Auf dem Boden bürgerlicher herrschender Ideologie gedeihen in Krisenzeiten leicht die bizarrsten und reaktionärsten ideologischen Blüten, über die sich unter Umständen eine organisierte Bewegung und Partei herausbildet. Dieses Potenzial hat der Marsch der „Lebensschützer“, zumal die AfD bereits mitmischt. Die Klerikalen üben schon jetzt auf Kliniken Druck aus. Das zeigte der Fall einer vergewaltigten jungen Frau in Nordrhein-Westfalen Anfang 2013, der bereits die Untersuchung in einem Krankenhaus verweigert wurde, weil dann auch über eine mögliche Schwangerschaft, einen Abbruch und die „Pille danach“ gesprochen werden müsse, was die katholische Kirche ablehne.

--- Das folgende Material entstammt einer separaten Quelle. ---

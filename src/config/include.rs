use crate::config::parser::{parse_text, read_source};
use crate::config::types::INCLUDE_KEY;
use crate::error::{Result, WeaveError};
use crate::vars::VarMap;
use std::collections::{HashMap, HashSet};
use std::path::{Path, PathBuf};
use toml::{Table, Value};

/// Expands `__include` directives, resolving paths against the file that
/// declares them.
///
/// Each included file is read, substituted, parsed and expanded at most
/// once per expander; later references reuse the cached tree.
pub struct IncludeExpander<F>
where
	F: FnMut(&str, &Path) -> Result<Table>,
{
	parse: F,
	strict: bool,
	cache: HashMap<PathBuf, Table>,
}

impl<F> IncludeExpander<F>
where
	F: FnMut(&str, &Path) -> Result<Table>,
{
	/// `parse` substitutes and parses the text of one included file.
	pub fn new(strict: bool, parse: F) -> Self {
		IncludeExpander {
			parse,
			strict,
			cache: HashMap::new(),
		}
	}

	/// Expand every directive in `node` and its child tables.
	///
	/// `file` is the file `node` came from; `seen` holds the canonical
	/// paths on the current include chain.
	pub fn expand(&mut self, node: &mut Table, file: &Path, seen: &HashSet<PathBuf>) -> Result<()> {
		if let Some(directive) = node.remove(INCLUDE_KEY) {
			let base_dir = file.parent().unwrap_or(Path::new(""));

			for target in self.targets(&directive, file)? {
				let path = canonical(&base_dir.join(&target));

				if seen.contains(&path) {
					if self.strict {
						return Err(WeaveError::IncludeCycle { path });
					}
					tracing::warn!(path = %path.display(), "include cycle, skipping");
					continue;
				}

				if !path.is_file() {
					if self.strict {
						return Err(WeaveError::IncludeNotFound { path });
					}
					tracing::warn!(path = %path.display(), "included TOML not found, skipping");
					continue;
				}

				let included = self.load(&path, seen)?;
				deep_merge(node, &included);
			}
		}

		for (_, child) in node.iter_mut() {
			if let Value::Table(child) = child {
				self.expand(child, file, seen)?;
			}
		}

		Ok(())
	}

	/// Paths named by a directive. Malformed directives are an error in
	/// strict mode and ignored otherwise.
	fn targets(&self, directive: &Value, file: &Path) -> Result<Vec<String>> {
		let targets = match directive {
			Value::String(s) => Some(vec![s.clone()]),
			Value::Array(items) => items
				.iter()
				.map(|item| item.as_str().map(str::to_string))
				.collect::<Option<Vec<_>>>(),
			_ => None,
		};

		match targets {
			Some(targets) => Ok(targets),
			None if self.strict => Err(WeaveError::InvalidInclude {
				file: file.to_path_buf(),
			}),
			None => {
				tracing::warn!(file = %file.display(), "ignoring malformed {INCLUDE_KEY}");
				Ok(Vec::new())
			}
		}
	}

	fn load(&mut self, path: &Path, seen: &HashSet<PathBuf>) -> Result<Table> {
		if let Some(cached) = self.cache.get(path) {
			tracing::debug!(path = %path.display(), "include cache hit");
			return Ok(cached.clone());
		}

		tracing::debug!(path = %path.display(), "including TOML file");
		let content = read_source(path)?;
		let mut table = (self.parse)(&content, path)?;

		let mut chain = seen.clone();
		chain.insert(path.to_path_buf());
		self.expand(&mut table, path, &chain)?;

		self.cache.insert(path.to_path_buf(), table.clone());
		Ok(table)
	}
}

/// Recursively merge `src` into `dst`.
///
/// Tables present on both sides merge key by key; any other value in `src`
/// replaces the one in `dst`. The include key is never copied.
pub fn deep_merge(dst: &mut Table, src: &Table) {
	for (key, value) in src {
		if key == INCLUDE_KEY {
			continue;
		}

		if let (Some(Value::Table(existing)), Value::Table(incoming)) = (dst.get_mut(key), value) {
			deep_merge(existing, incoming);
			continue;
		}

		dst.insert(key.clone(), value.clone());
	}
}

/// Expand the includes of a parsed top-level file.
pub fn expand_file_includes(mut table: Table, path: &Path, vars: &VarMap, strict: bool) -> Result<Table> {
	let root = canonical(path);
	let seen = HashSet::from([root.clone()]);

	let mut expander = IncludeExpander::new(strict, |content: &str, file: &Path| {
		parse_text(content, vars, strict, Some(file))
	});
	expander.expand(&mut table, &root, &seen)?;

	Ok(table)
}

fn canonical(path: &Path) -> PathBuf {
	std::fs::canonicalize(path).unwrap_or_else(|_| path.to_path_buf())
}

#[cfg(test)]
mod tests {
	use super::*;
	use tempfile::TempDir;

	fn write(dir: &TempDir, name: &str, content: &str) -> PathBuf {
		let path = dir.path().join(name);
		if let Some(parent) = path.parent() {
			std::fs::create_dir_all(parent).unwrap();
		}
		std::fs::write(&path, content).unwrap();
		path
	}

	fn load(path: &Path, strict: bool) -> Result<Table> {
		crate::config::parser::read_toml(path, &VarMap::new(), strict)
	}

	fn table(text: &str) -> Table {
		toml::from_str(text).unwrap()
	}

	#[test]
	fn test_deep_merge() {
		let mut dst = table("a = 1\n[t]\nx = 1\ny = 1");
		let src = table("b = 2\n__include = \"x.toml\"\n[t]\ny = 2\nz = 3");

		deep_merge(&mut dst, &src);

		assert_eq!(dst, table("a = 1\nb = 2\n[t]\nx = 1\ny = 2\nz = 3"));
	}

	#[test]
	fn test_deep_merge_replaces_non_tables() {
		let mut dst = table("t = 1\nl = [1, 2]");
		deep_merge(&mut dst, &table("l = [3]\n[t]\nk = 1"));
		assert_eq!(dst, table("l = [3]\n[t]\nk = 1"));
	}

	#[test]
	fn test_include_string_and_list() {
		let dir = tempfile::tempdir().unwrap();
		write(&dir, "a.toml", "a = 1");
		write(&dir, "b.toml", "b = 2");
		let one = write(&dir, "one.toml", "__include = \"a.toml\"\nx = 0");
		let many = write(&dir, "many.toml", "__include = [\"a.toml\", \"b.toml\"]");

		assert_eq!(load(&one, true).unwrap(), table("x = 0\na = 1"));
		assert_eq!(load(&many, true).unwrap(), table("a = 1\nb = 2"));
	}

	#[test]
	fn test_include_overrides_declaring_table() {
		let dir = tempfile::tempdir().unwrap();
		write(&dir, "inc.toml", "value = \"included\"\nextra = 1");
		let main = write(&dir, "main.toml", "value = \"main\"\n__include = \"inc.toml\"");

		let loaded = load(&main, true).unwrap();
		assert_eq!(loaded["value"].as_str(), Some("included"));
		assert_eq!(loaded["extra"].as_integer(), Some(1));
		assert!(!loaded.contains_key(INCLUDE_KEY));
	}

	#[test]
	fn test_nested_include_and_relative_paths() {
		let dir = tempfile::tempdir().unwrap();
		write(&dir, "sub/inner.toml", "k = \"inner\"");
		write(&dir, "sub/mid.toml", "__include = \"inner.toml\"\nmid = true");
		let main = write(&dir, "main.toml", "[section]\n__include = \"sub/mid.toml\"");

		let loaded = load(&main, true).unwrap();
		assert_eq!(loaded, table("[section]\nmid = true\nk = \"inner\""));
	}

	#[test]
	fn test_same_file_twice_is_not_a_cycle() {
		let dir = tempfile::tempdir().unwrap();
		write(&dir, "inc.toml", "a = { key = \"val\" }");
		let main = write(&dir, "main.toml", "[x]\n__include = \"inc.toml\"\n[y]\n__include = \"inc.toml\"");

		let loaded = load(&main, true).unwrap();
		assert_eq!(loaded["x"], loaded["y"]);
		assert_eq!(loaded["x"]["a"]["key"].as_str(), Some("val"));
	}

	#[test]
	fn test_cycle_strict() {
		let dir = tempfile::tempdir().unwrap();
		let a = write(&dir, "a.toml", "__include = \"b.toml\"\na = 1");
		write(&dir, "b.toml", "__include = \"a.toml\"\nb = 1");

		match load(&a, true).unwrap_err() {
			WeaveError::IncludeCycle { path } => assert!(path.ends_with("a.toml")),
			other => panic!("Expected IncludeCycle error, got {other:?}"),
		}
	}

	#[test]
	fn test_cycle_non_strict_terminates() {
		let dir = tempfile::tempdir().unwrap();
		let a = write(&dir, "a.toml", "__include = \"b.toml\"\na = 1");
		write(&dir, "b.toml", "__include = \"a.toml\"\nb = 1");

		assert_eq!(load(&a, false).unwrap(), table("a = 1\nb = 1"));
	}

	#[test]
	fn test_cycle_through_different_spellings() {
		let dir = tempfile::tempdir().unwrap();
		let a = write(&dir, "a.toml", "__include = \"./sub/b.toml\"\na = 1");
		write(&dir, "sub/b.toml", "__include = \"../a.toml\"\nb = 1");

		match load(&a, true).unwrap_err() {
			WeaveError::IncludeCycle { path } => {
				assert_eq!(path, std::fs::canonicalize(&a).unwrap());
			}
			other => panic!("Expected IncludeCycle error, got {other:?}"),
		}
		assert_eq!(load(&a, false).unwrap(), table("a = 1\nb = 1"));
	}

	#[test]
	fn test_self_include() {
		let dir = tempfile::tempdir().unwrap();
		let main = write(&dir, "main.toml", "__include = \"main.toml\"\nv = 1");

		assert!(matches!(load(&main, true).unwrap_err(), WeaveError::IncludeCycle { .. }));
		assert_eq!(load(&main, false).unwrap(), table("v = 1"));
	}

	#[test]
	fn test_missing_include() {
		let dir = tempfile::tempdir().unwrap();
		let main = write(&dir, "main.toml", "__include = \"nope.toml\"\nv = 1");

		match load(&main, true).unwrap_err() {
			WeaveError::IncludeNotFound { path } => assert!(path.ends_with("nope.toml")),
			other => panic!("Expected IncludeNotFound error, got {other:?}"),
		}
		assert_eq!(load(&main, false).unwrap(), table("v = 1"));
	}

	#[test]
	fn test_malformed_directive() {
		let dir = tempfile::tempdir().unwrap();
		let main = write(&dir, "main.toml", "__include = [1, 2]\nv = 1");

		assert!(matches!(load(&main, true).unwrap_err(), WeaveError::InvalidInclude { .. }));
		assert_eq!(load(&main, false).unwrap(), table("v = 1"));
	}

	#[test]
	fn test_included_file_is_substituted() {
		let dir = tempfile::tempdir().unwrap();
		write(&dir, "inc.toml", "port = ${PORT|-8080}");
		let main = write(&dir, "main.toml", "__include = \"inc.toml\"");

		let vars: VarMap = [("PORT", "9000")].into_iter().collect();
		let loaded = crate::config::parser::read_toml(&main, &vars, true).unwrap();
		assert_eq!(loaded["port"].as_integer(), Some(9000));
	}

	#[test]
	fn test_included_file_unresolved_names_that_file() {
		let dir = tempfile::tempdir().unwrap();
		write(&dir, "inc.toml", "v = \"${NOPE}\"");
		let main = write(&dir, "main.toml", "__include = \"inc.toml\"");

		let err = load(&main, true).unwrap_err();
		assert!(err.to_string().contains("inc.toml"));
	}
}
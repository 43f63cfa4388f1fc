//! HTTP server implementation
//!
//! Hyper-based server with:
//! - Multi-threaded tokio runtime
//! - Per-method routing for O(1) dispatch
//! - TCP_NODELAY for low latency
//! - Connection tracking for graceful shutdown

use crate::{Method, Request, Response, Result, Router, StatusCode};
use bytes::Bytes;
use http_body_util::Full;
use hyper::body::Incoming;
use parking_lot::RwLock;
use socket2::{Domain, Protocol, Socket, Type};
use std::collections::HashMap;
use std::net::SocketAddr;
use std::pin::Pin;
use std::sync::atomic::{AtomicBool, AtomicU32, AtomicU64, Ordering};
use std::sync::Arc;
use std::time::{Duration, Instant};
use tokio::net::TcpListener;
use tracing::{debug, info, warn};

/// Server configuration
#[derive(Clone)]
pub struct ServerConfig {
    pub hostname: String,
    pub port: u16,
    pub workers: usize,
}

impl Default for ServerConfig {
    fn default() -> Self {
        Self {
            hostname: "0.0.0.0".to_string(),
            port: 5000,
            workers: num_cpus::get(),
        }
    }
}

impl ServerConfig {
    /// Resolve the bind address
    pub fn addr(&self) -> Result<SocketAddr> {
        format!("{}:{}", self.hostname, self.port)
            .parse::<SocketAddr>()
            .map_err(|e| crate::Error::InvalidAddress(e.to_string()))
    }
}

/// Dynamic route handler type
pub type DynamicHandler = Arc<
    dyn Fn(Request) -> Pin<Box<dyn std::future::Future<Output = Response> + Send>> + Send + Sync,
>;

/// Server state shared across all connections
///
/// Uses handler ids for routing, with separate storage for:
/// - Static responses (pre-rendered, cloned per request)
/// - Dynamic handlers (async closures)
///
/// Routes are registered during startup and only read afterwards.
pub struct ServerState {
    router: RwLock<Router<u32>>,
    static_responses: RwLock<HashMap<u32, Response>>,
    dynamic_handlers: RwLock<HashMap<u32, DynamicHandler>>,
    next_id: AtomicU32,
}

impl ServerState {
    pub fn new() -> Self {
        Self {
            router: RwLock::new(Router::new()),
            static_responses: RwLock::new(HashMap::new()),
            dynamic_handlers: RwLock::new(HashMap::new()),
            next_id: AtomicU32::new(0),
        }
    }

    fn allocate_id(&self) -> u32 {
        self.next_id.fetch_add(1, Ordering::Relaxed)
    }

    /// Register a pre-rendered response for a route
    pub fn add_static(&self, method: Method, path: &str, response: Response) -> Result<()> {
        let id = self.allocate_id();
        self.router.write().route(method, path, id)?;
        self.static_responses.write().insert(id, response);
        Ok(())
    }

    /// Register a dynamic handler for a route
    pub fn add_dynamic(&self, method: Method, path: &str, handler: DynamicHandler) -> Result<()> {
        let id = self.allocate_id();
        self.router.write().route(method, path, id)?;
        self.dynamic_handlers.write().insert(id, handler);
        Ok(())
    }

    /// Match and handle a request
    pub async fn handle(&self, mut req: Request) -> Response {
        let matched = self.router.read().match_route(req.method, &req.path);

        if let Some(matched) = matched {
            // Static response first (fastest path)
            if let Some(response) = self.static_responses.read().get(&matched.value).cloned() {
                return response;
            }

            // Guard must be released before the handler is awaited
            let handler = self.dynamic_handlers.read().get(&matched.value).cloned();
            if let Some(handler) = handler {
                req.params = matched.params;
                return handler(req).await;
            }
        }

        Response::not_found()
    }
}

impl Default for ServerState {
    fn default() -> Self {
        Self::new()
    }
}

/// Tracks active connections for graceful shutdown
///
/// Used to:
/// - Count active connections
/// - Signal shutdown to reject new connections
/// - Wait for existing connections to drain
#[derive(Debug, Default)]
pub struct ConnectionTracker {
    active: AtomicU64,
    shutting_down: AtomicBool,
}

impl ConnectionTracker {
    pub fn new() -> Self {
        Self::default()
    }

    #[inline]
    pub fn increment(&self) {
        self.active.fetch_add(1, Ordering::SeqCst);
    }

    #[inline]
    pub fn decrement(&self) {
        self.active.fetch_sub(1, Ordering::SeqCst);
    }

    #[inline]
    pub fn count(&self) -> u64 {
        self.active.load(Ordering::SeqCst)
    }

    pub fn start_shutdown(&self) {
        self.shutting_down.store(true, Ordering::SeqCst);
    }

    #[inline]
    pub fn is_shutting_down(&self) -> bool {
        self.shutting_down.load(Ordering::SeqCst)
    }
}

/// Create a tuned TCP listener
pub fn create_listener(addr: &SocketAddr) -> Result<TcpListener> {
    let domain = if addr.is_ipv4() {
        Domain::IPV4
    } else {
        Domain::IPV6
    };

    let socket = Socket::new(domain, Type::STREAM, Some(Protocol::TCP))?;

    // SO_REUSEADDR - allow binding to address in TIME_WAIT
    socket.set_reuse_address(true)?;

    // TCP_NODELAY - disable Nagle's algorithm for lower latency
    socket.set_nodelay(true)?;

    socket.bind(&(*addr).into())?;
    socket.listen(1024)?;
    socket.set_nonblocking(true)?;

    Ok(TcpListener::from_std(socket.into())?)
}

/// Convert a hyper request to our Request type
///
/// The body is discarded: no route consumes one.
fn from_hyper_request(req: &hyper::Request<Incoming>) -> Result<Request> {
    let method = Method::parse(req.method().as_str())?;
    let uri = req.uri();

    let mut request = Request::new(method, uri.path());
    request.query = uri.query().map(|s| s.to_string());

    for (name, value) in req.headers() {
        if let Ok(v) = value.to_str() {
            request.headers.push((name.to_string(), v.to_string()));
        }
    }

    Ok(request)
}

/// Convert our Response to a hyper response
fn to_hyper_response(res: Response) -> hyper::Response<Full<Bytes>> {
    let mut builder = hyper::Response::builder().status(res.status.as_u16());

    for (name, value) in &res.headers {
        builder = builder.header(name.as_str(), value.as_str());
    }

    builder.body(Full::new(res.body)).unwrap_or_else(|_| {
        hyper::Response::builder()
            .status(StatusCode::INTERNAL_SERVER_ERROR.as_u16())
            .body(Full::new(Bytes::from_static(b"Internal Server Error")))
            .expect("minimal response")
    })
}

async fn handle_request(
    state: Arc<ServerState>,
    req: hyper::Request<Incoming>,
) -> std::result::Result<hyper::Response<Full<Bytes>>, std::convert::Infallible> {
    let start = Instant::now();

    let response = match from_hyper_request(&req) {
        Ok(request) => {
            let method = request.method;
            let path = request.path.clone();
            let response = state.handle(request).await;
            info!(
                method = %method,
                path = %path,
                status = response.status.as_u16(),
                elapsed_us = start.elapsed().as_micros() as u64,
                "request"
            );
            response
        }
        Err(e) => {
            debug!("rejected request: {e}");
            crate::ResponseBuilder::new(StatusCode::METHOD_NOT_ALLOWED)
                .header("content-type", "text/plain")
                .body("Method Not Allowed")
                .build()
        }
    };

    Ok(to_hyper_response(response))
}

/// Serve connections until the shutdown signal fires, then drain
pub async fn serve(
    listener: TcpListener,
    state: Arc<ServerState>,
    mut shutdown: tokio::sync::oneshot::Receiver<()>,
) -> Result<()> {
    use hyper::server::conn::http1;
    use hyper::service::service_fn;
    use hyper_util::rt::TokioIo;

    let tracker = Arc::new(ConnectionTracker::new());

    info!(addr = %listener.local_addr()?, "listening");

    loop {
        tokio::select! {
            accepted = listener.accept() => {
                let (stream, peer) = match accepted {
                    Ok(conn) => conn,
                    Err(e) => {
                        warn!("accept error: {e}");
                        continue;
                    }
                };

                if tracker.is_shutting_down() {
                    drop(stream);
                    continue;
                }

                let _ = stream.set_nodelay(true);
                let state = state.clone();
                let conn_tracker = tracker.clone();
                conn_tracker.increment();

                tokio::spawn(async move {
                    debug!(peer = %peer, "connection opened");
                    let io = TokioIo::new(stream);
                    let service = service_fn(move |req| {
                        let state = state.clone();
                        async move { handle_request(state, req).await }
                    });

                    if let Err(e) = http1::Builder::new().serve_connection(io, service).await {
                        // Clients hanging up mid-request are routine
                        if !e.to_string().contains("connection closed") {
                            debug!("connection error: {e}");
                        }
                    }

                    conn_tracker.decrement();
                });
            }
            _ = &mut shutdown => {
                tracker.start_shutdown();
                break;
            }
        }
    }

    // Drain in-flight connections, bounded
    let deadline = Instant::now() + Duration::from_secs(5);
    while tracker.count() > 0 && Instant::now() < deadline {
        tokio::time::sleep(Duration::from_millis(50)).await;
    }
    info!(remaining = tracker.count(), "server stopped");

    Ok(())
}

#[cfg(test)]
mod tests {
    use super::*;
    use crate::RequestBuilder;

    fn index_response() -> Response {
        Response::html("<!DOCTYPE html><title>Work Hours Logger</title>")
    }

    #[tokio::test]
    async fn test_static_route_dispatch() {
        let state = ServerState::new();
        state
            .add_static(Method::Get, "/", index_response())
            .unwrap();

        let res = state
            .handle(RequestBuilder::new(Method::Get, "/").build())
            .await;
        assert_eq!(res.status, StatusCode::OK);
        assert_eq!(res.content_type(), Some("text/html; charset=utf-8"));
    }

    #[tokio::test]
    async fn test_static_route_is_idempotent() {
        let state = ServerState::new();
        state
            .add_static(Method::Get, "/", index_response())
            .unwrap();

        let first = state
            .handle(RequestBuilder::new(Method::Get, "/").build())
            .await;
        let second = state
            .handle(RequestBuilder::new(Method::Get, "/").build())
            .await;
        assert_eq!(first.body, second.body);
        assert_eq!(first.status, second.status);
    }

    #[tokio::test]
    async fn test_unknown_path_is_404() {
        let state = ServerState::new();
        state
            .add_static(Method::Get, "/", index_response())
            .unwrap();

        let res = state
            .handle(RequestBuilder::new(Method::Get, "/api/logs").build())
            .await;
        assert_eq!(res.status, StatusCode::NOT_FOUND);
    }

    #[tokio::test]
    async fn test_dynamic_route_receives_params() {
        let state = ServerState::new();
        let handler: DynamicHandler = Arc::new(|req: Request| {
            Box::pin(async move { Response::text(req.param("path").unwrap_or("").to_string()) })
        });
        state
            .add_dynamic(Method::Get, "/static/{*path}", handler)
            .unwrap();

        let res = state
            .handle(RequestBuilder::new(Method::Get, "/static/js/app.js").build())
            .await;
        assert_eq!(res.status, StatusCode::OK);
        assert_eq!(&res.body[..], b"js/app.js");
    }

    #[test]
    fn test_connection_tracker() {
        let tracker = ConnectionTracker::new();
        assert_eq!(tracker.count(), 0);
        tracker.increment();
        tracker.increment();
        assert_eq!(tracker.count(), 2);
        tracker.decrement();
        assert_eq!(tracker.count(), 1);

        assert!(!tracker.is_shutting_down());
        tracker.start_shutdown();
        assert!(tracker.is_shutting_down());
    }

    #[test]
    fn test_server_config_defaults() {
        let config = ServerConfig::default();
        assert_eq!(config.hostname, "0.0.0.0");
        assert_eq!(config.port, 5000);
        assert!(config.workers >= 1);
        assert!(config.addr().is_ok());
    }
}
//! Command-line interface for the worklog server.

use std::path::PathBuf;

use clap::Parser;

use crate::logging::Verbosity;
use worklog_core::ServerConfig;

/// worklog - log your work hours from the browser
///
/// Serves the work-hours logger page; entries are stored client-side in
/// localStorage, so the server needs no database and no accounts.
#[derive(Debug, Parser)]
#[command(name = "worklog")]
#[command(author, version, about, long_about = None)]
pub struct Cli {
    /// Host to bind
    #[arg(long, default_value = "0.0.0.0")]
    pub host: String,

    /// Port to bind
    #[arg(short, long, default_value_t = 5000)]
    pub port: u16,

    /// Asset root directory (index.html plus a static/ subdirectory)
    #[arg(long, value_name = "DIR", default_value = "assets")]
    pub assets: PathBuf,

    /// Worker threads (defaults to available CPUs)
    #[arg(long, value_name = "N")]
    pub workers: Option<usize>,

    /// Increase verbosity (-v for debug, -vv for trace)
    #[arg(short, long, action = clap::ArgAction::Count)]
    pub verbose: u8,

    /// Suppress all output except errors
    #[arg(short, long)]
    pub quiet: bool,
}

impl Cli {
    /// Get the verbosity level based on flags.
    #[must_use]
    pub fn verbosity(&self) -> Verbosity {
        if self.quiet {
            Verbosity::Quiet
        } else {
            match self.verbose {
                0 => Verbosity::Normal,
                1 => Verbosity::Verbose,
                _ => Verbosity::Trace,
            }
        }
    }

    /// Build the server configuration from the parsed flags.
    #[must_use]
    pub fn server_config(&self) -> ServerConfig {
        let defaults = ServerConfig::default();
        ServerConfig {
            hostname: self.host.clone(),
            port: self.port,
            workers: self.workers.unwrap_or(defaults.workers),
        }
    }
}
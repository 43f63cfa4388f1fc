//! worklog - single-page work hours logger
//!
//! The server's whole job is delivering `index.html` and the CSS/JS it
//! references; dates, time slots and descriptions live in the browser's
//! localStorage and never reach this process.

#![forbid(unsafe_code)]
#![warn(clippy::all)]

pub mod app;
pub mod cli;
pub mod logging;

pub use app::build_state;
pub use logging::init_logging;
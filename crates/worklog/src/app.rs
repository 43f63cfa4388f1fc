//! Route registration for the page server.
//!
//! Two routes exist: the pre-rendered index page and the wildcard static
//! asset handler. The index template is read once at startup, so every
//! `GET /` returns identical bytes and a missing template fails fast
//! instead of surfacing per-request.

use std::path::Path;
use std::sync::Arc;

use anyhow::{Context, Result};
use tracing::info;

use worklog_core::{DynamicHandler, Method, Response, ServerState, StaticFiles};

/// Build the shared server state from the asset root.
pub fn build_state(assets: &Path) -> Result<Arc<ServerState>> {
    let index_path = assets.join("index.html");
    let index = std::fs::read(&index_path)
        .with_context(|| format!("reading template {}", index_path.display()))?;
    info!(template = %index_path.display(), bytes = index.len(), "index template loaded");

    let state = Arc::new(ServerState::new());
    state.add_static(Method::Get, "/", Response::html(index))?;

    let files = Arc::new(StaticFiles::serve(assets.join("static")));
    let handler: DynamicHandler = Arc::new(move |req| {
        let files = files.clone();
        Box::pin(async move { files.handle(&req).await })
    });
    state.add_dynamic(Method::Get, "/static/{*path}", handler)?;

    Ok(state)
}

#[cfg(test)]
mod tests {
    use super::*;
    use worklog_core::{RequestBuilder, StatusCode};

    fn fixture_assets() -> tempfile::TempDir {
        let dir = tempfile::tempdir().unwrap();
        std::fs::write(
            dir.path().join("index.html"),
            "<!DOCTYPE html><title>Work Hours Logger</title>",
        )
        .unwrap();
        std::fs::create_dir_all(dir.path().join("static/js")).unwrap();
        std::fs::write(dir.path().join("static/js/app.js"), "// client").unwrap();
        dir
    }

    #[tokio::test]
    async fn test_index_route() {
        let dir = fixture_assets();
        let state = build_state(dir.path()).unwrap();

        let res = state
            .handle(RequestBuilder::new(Method::Get, "/").build())
            .await;
        assert_eq!(res.status, StatusCode::OK);
        assert_eq!(res.content_type(), Some("text/html; charset=utf-8"));
        assert!(std::str::from_utf8(&res.body)
            .unwrap()
            .contains("Work Hours Logger"));
    }

    #[tokio::test]
    async fn test_static_route() {
        let dir = fixture_assets();
        let state = build_state(dir.path()).unwrap();

        let res = state
            .handle(RequestBuilder::new(Method::Get, "/static/js/app.js").build())
            .await;
        assert_eq!(res.status, StatusCode::OK);
        assert_eq!(res.content_type(), Some("text/javascript; charset=utf-8"));
    }

    #[tokio::test]
    async fn test_unknown_route_is_404() {
        let dir = fixture_assets();
        let state = build_state(dir.path()).unwrap();

        let res = state
            .handle(RequestBuilder::new(Method::Get, "/api/entries").build())
            .await;
        assert_eq!(res.status, StatusCode::NOT_FOUND);
    }

    #[test]
    fn test_missing_template_fails_startup() {
        let dir = tempfile::tempdir().unwrap();
        assert!(build_state(dir.path()).is_err());
    }
}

Spaltende Ideologien erschweren den gemeinsamen Kampf. Marxisten haben, wo sie aktiv waren, diese Spaltung zu überwinden gesucht. Als generalisierendes politisches Thema gehört der Kampf gegen einen drohenden Backlash in alle Komitees und auf alle Konferenzen, insbesondere jene, wo wir mit Arbeiterinnen und Arbeitern, mit Verkäuferinnen oder Krankenpflegern zu tun haben, weil wir hier auch in die organisierte Arbeiterklasse hineinreichen. Wir müssen in den Gewerkschaften Mitstreiter gewinnen, denn ohne Aktivitäten in und von der organisierten Arbeiterbewegung werden wir auf Dauer nicht gewinnen können – weil das Recht auf sexuelle Selbstbestimmung eben eine Klassenfrage ist.
Wir benötigen Material, denn viele wissen gar nicht mehr, was der Paragraf 218 bedeutet. Bei einem zufälligen Gespräch mit einer jungen Frau vor einer Kneipe stellte sich heraus, dass sie glaubte, der Paragraf 218 gewähre das Recht auf Schwangerschaftsabbruch, weshalb sie die Forderung nach Abschaffung nicht verstand.
Perspektivisch brauchen wir ein echtes bundesweites Bündnis, und es liegt auch in der Verantwortung der Partei Die Linke, solch ein Bündnis mit aufzubauen. Die Linke hatte auf ihrem Europa-Parteitag im Februar eine Resolution gegen das drohende totale Abtreibungsverbot in Spanien und pro Selbstbestimmung verabschiedet. Auf ihrem Bundesparteitag im Mai gab es den Beschluss, eine bundesweite Gegenmobilisierung zu unterstützen. Leider ist es nicht gelungen, dies mit entsprechenden Aktivitäten in und außerhalb der Partei und auch bundesweit zu unterfüttern, auch wenn in Berlin Mitglieder der Linken in den Bündnissen aktiv waren.
Als Vorbild kann uns die Mobilisierung gegen die Naziaufmärsche in Dresden dienen. Einem bundesweit aufgebauten Bündnis, das in die verschiedensten gesellschaftlichen Spektren von Grünen, Sozialdemokraten, Linken und Autonomen hineinreichte, gelang es schließlich, den Spuk der Tausenden Faschisten, die dort jährlich aufmarschierten, zu beenden. Die Parole war klar: Den Marsch blockieren!
Das ist unsere Aufgabe im nächsten Jahr – und ein Erfolg ist dringend und bitter nötig.